Created attachment 1260980 [details] Node list Description of problem:When trying to import a cluster, the console sees all accepted nodes. After choosing the calamari node for import, import of storage nodes fails. The failure shows the DNS name for the cluster network interface rather than the public network interface for OSD nodes. Version-Release number of selected component (if applicable):RHCS 2.1, RHSC 2 How reproducible: Seems consistent. I've done it 20 times on this one cluster. Steps to Reproduce: 1.Have ceph nodes with DNS entries for public and cluster interfaces 2.Add nodes to console 3.Import cluster. Actual results:Import fails because the OSD nodes are "Not found". This occurs even though the nodes are reachable on that IP address from all other nodes. Expected results: Additional info:
Created attachment 1260981 [details] import_failed
At the suggestion of someone in GSS, I changed the cluster network to match the public network, and this *somehow* served as a workaround.

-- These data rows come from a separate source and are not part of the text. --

//! Validation outcome for a single field

use std::fmt;

/// Outcome of running one field validator
///
/// A message is present exactly when the value is invalid, and it is always
/// the field's fixed error message.
#[derive(Debug, Clone, Copy, PartialEq, Eq, Hash)]
pub enum FieldValidationResult {
    /// Value satisfies the field's format rule
    Valid,
    /// Value violates the field's format rule
    Invalid {
        /// Fixed per-field error message
        message: &'static str,
    },
}

impl FieldValidationResult {
    /// Build a result from a boolean check and the message to use on failure
    #[inline]
    #[must_use]
    pub fn check(passed: bool, message: &'static str) -> Self {
        if passed {
            Self::Valid
        } else {
            Self::Invalid { message }
        }
    }

    /// Whether the value is valid
    #[inline]
    #[must_use]
    pub fn is_valid(&self) -> bool {
        matches!(self, Self::Valid)
    }

    /// Error message, `None` when valid
    #[inline]
    #[must_use]
    pub fn message(&self) -> Option<&'static str> {
        match self {
            Self::Valid => None,
            Self::Invalid { message } => Some(message),
        }
    }
}

impl fmt::Display for FieldValidationResult {
    fn fmt(&self, f: &mut fmt::Formatter<'_>) -> fmt::Result {
        match self {
            Self::Valid => f.write_str("valid"),
            Self::Invalid { message } => f.write_str(message),
        }
    }
}

#[cfg(test)]
mod tests {
    use super::*;

    #[test]
    fn check_maps_pass_and_fail() {
        assert_eq!(FieldValidationResult::check(true, "x"), FieldValidationResult::Valid);
        assert_eq!(
            FieldValidationResult::check(false, "Invalid Age"),
            FieldValidationResult::Invalid {
                message: "Invalid Age"
            }
        );
    }

    #[test]
    fn message_present_only_when_invalid() {
        assert_eq!(FieldValidationResult::Valid.message(), None);
        let invalid = FieldValidationResult::check(false, "Weak Password");
        assert!(!invalid.is_valid());
        assert_eq!(invalid.message(), Some("Weak Password"));
        assert_eq!(invalid.to_string(), "Weak Password");
    }
}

I would think that a console would not touch the cluster_network at all for importing nodes. What's that about? This needs to be fixed.
*** Bug 1434608 has been marked as a duplicate of this bug. ***
upstream patch which fixes this issue: https://github.com/ceph/calamari/pull/515
*** Bug 1414918 has been marked as a duplicate of this bug. ***
When do you expect it to be pushed to CDN?
Hi Arkady, We are looking at this right now -- are you working to a deadline that we need to account for?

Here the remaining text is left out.